Subscription Required. Please recommend JoVE to your librarian.
References
- Koo, G. C., et al. Blockade of the voltage-gated potassium channel Kv1.3 inhibits immune responses in vivo. J Immunol. 158, 5120-5128 (1997).
- Gaga, M., Frew, A. J., Varney, V. A., Kay, A. B. Eosinophil activation and T lymphocyte infiltration in allergen-induced late phase skin reactions and classical delayed-type hypersensitivity. J Immunol. 147, 816-822 (1991).

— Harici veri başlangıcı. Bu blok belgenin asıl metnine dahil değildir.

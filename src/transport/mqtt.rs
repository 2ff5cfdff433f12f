use anyhow::{anyhow, Context, Result};
use rumqttc::v5::{mqttbytes::QoS, Client, Connection, Event, MqttOptions};
use std::path::PathBuf;
use std::sync::atomic::{AtomicBool, Ordering};
use std::sync::{Arc, Mutex, PoisonError};
use std::thread::JoinHandle;
use std::time::Duration;

use super::tls::{parse_mqtt_endpoint, TlsMaterials};
use super::{DetectionPayload, EventPublisher, DEFAULT_LOCATION};
use crate::pipeline::DetectionEvent;

const REQUEST_CAPACITY: usize = 10;
const RECONNECT_PAUSE: Duration = Duration::from_secs(2);

#[derive(Clone, Debug)]
pub struct MqttSettings {
    /// `[mqtt|mqtts]://host[:port]`
    pub broker: String,
    pub topic: String,
    pub client_id: String,
    pub username: Option<String>,
    pub password: Option<String>,
    pub location: String,
    pub tls_ca: Option<PathBuf>,
    pub tls_client_cert: Option<PathBuf>,
    pub tls_client_key: Option<PathBuf>,
    pub keep_alive: Duration,
}

impl Default for MqttSettings {
    fn default() -> Self {
        Self {
            broker: "mqtt://127.0.0.1:1883".to_string(),
            topic: "facewatch/detections".to_string(),
            client_id: "facewatch".to_string(),
            username: None,
            password: None,
            location: DEFAULT_LOCATION.to_string(),
            tls_ca: None,
            tls_client_cert: None,
            tls_client_key: None,
            keep_alive: Duration::from_secs(60),
        }
    }
}

/// Publishes detection payloads to an MQTT v5 broker with QoS 1.
///
/// The event loop runs on its own thread and keeps reconnecting until the
/// publisher is shut down. `publish` never blocks: when the request queue is full
/// the event is rejected.
pub struct MqttPublisher {
    client: Client,
    topic: String,
    location: String,
    running: Arc<AtomicBool>,
    connection_handle: Mutex<Option<JoinHandle<()>>>,
}

impl MqttPublisher {
    pub fn connect(settings: &MqttSettings) -> Result<Self> {
        let endpoint = parse_mqtt_endpoint(&settings.broker)?;
        let tls = TlsMaterials::load(
            settings.tls_ca.as_deref(),
            settings.tls_client_cert.as_deref(),
            settings.tls_client_key.as_deref(),
        )?;

        let mut options = MqttOptions::new(&settings.client_id, &endpoint.host, endpoint.port);
        options.set_keep_alive(settings.keep_alive);
        options.set_clean_start(true);
        if let Some(user) = settings.username.as_deref() {
            options.set_credentials(user, settings.password.clone().unwrap_or_default());
        }
        options.set_transport(tls.build_transport(&endpoint)?);

        let (client, connection) = Client::new(options, REQUEST_CAPACITY);
        let running = Arc::new(AtomicBool::new(true));
        let handle = spawn_event_loop(connection, running.clone())?;
        log::info!(
            "MQTT publisher for {}:{} (TLS: {}, auth: {}, topic: {})",
            endpoint.host,
            endpoint.port,
            endpoint.use_tls,
            settings.username.is_some(),
            settings.topic
        );
        Ok(Self {
            client,
            topic: settings.topic.clone(),
            location: settings.location.clone(),
            running,
            connection_handle: Mutex::new(Some(handle)),
        })
    }

    /// Disconnect and stop the event loop thread.
    pub fn shutdown(&self) -> Result<()> {
        if !self.running.swap(false, Ordering::SeqCst) {
            return Ok(());
        }
        let result = self.client.disconnect();
        if let Some(handle) = self
            .connection_handle
            .lock()
            .unwrap_or_else(PoisonError::into_inner)
            .take()
        {
            if handle.join().is_err() {
                log::error!("MQTT event loop panicked");
            }
        }
        result.map_err(|err| anyhow!("MQTT disconnect: {}", err))
    }
}

fn spawn_event_loop(mut connection: Connection, running: Arc<AtomicBool>) -> Result<JoinHandle<()>> {
    std::thread::Builder::new()
        .name("facewatch-mqtt".into())
        .spawn(move || {
            for event in connection.iter() {
                match event {
                    Ok(Event::Incoming(_)) | Ok(Event::Outgoing(_)) => {}
                    Err(e) => {
                        if !running.load(Ordering::SeqCst) {
                            break;
                        }
                        log::warn!("MQTT connection error: {}", e);
                        std::thread::sleep(RECONNECT_PAUSE);
                    }
                }
                if !running.load(Ordering::SeqCst) {
                    break;
                }
            }
        })
        .context("spawn MQTT event loop")
}

impl EventPublisher for MqttPublisher {
    fn name(&self) -> &'static str {
        "mqtt"
    }

    fn publish(&self, event: &DetectionEvent) -> Result<()> {
        let payload = DetectionPayload::from_event(event, &self.location).to_json()?;
        self.client
            .try_publish(self.topic.as_str(), QoS::AtLeastOnce, false, payload)
            .map_err(|err| anyhow!("MQTT publish to '{}': {}", self.topic, err))
    }
}

impl Drop for MqttPublisher {
    fn drop(&mut self) {
        if let Err(err) = self.shutdown() {
            log::debug!("{:#}", err);
        }
    }
}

- Flugel, A., Odoardi, F., Nosov, M., Kawakami, N. Autoaggressive effector T cells in the course of experimental autoimmune encephalomyelitis visualized in the light of two-photon microscopy. J Neuroimmunol. 191, 86-97 (2007).
- Kawakami, N., et al. Live imaging of effector cell trafficking and autoantigen recognition within the unfolding autoimmune encephalomyelitis lesion. J Exp Med. 201, 1805-1814 (2005).
- Miller, M. J., Wei, S. H., Parker, I., Cahalan, M. D. Two-photon imaging of lymphocyte motility and antigen response in intact lymph node. Science. 296, 1869-1873 (2002).
- Matheu, M. P. B., A, C. G. arcia, Chi, V., Rangaraju, S., Safrina, O., Monaghan, K., Uemura, M. I., Li, D., Pal, S., Monuki, E., Flugel, A., Pennington, M. W., Parker, I., Chandy, G. K., Calahan, M. D. In Situ Imaging of Effector/Memory T Cells During DTH and Suppression by Kv1.3 Channel Block. Immunity. , In Press (2008).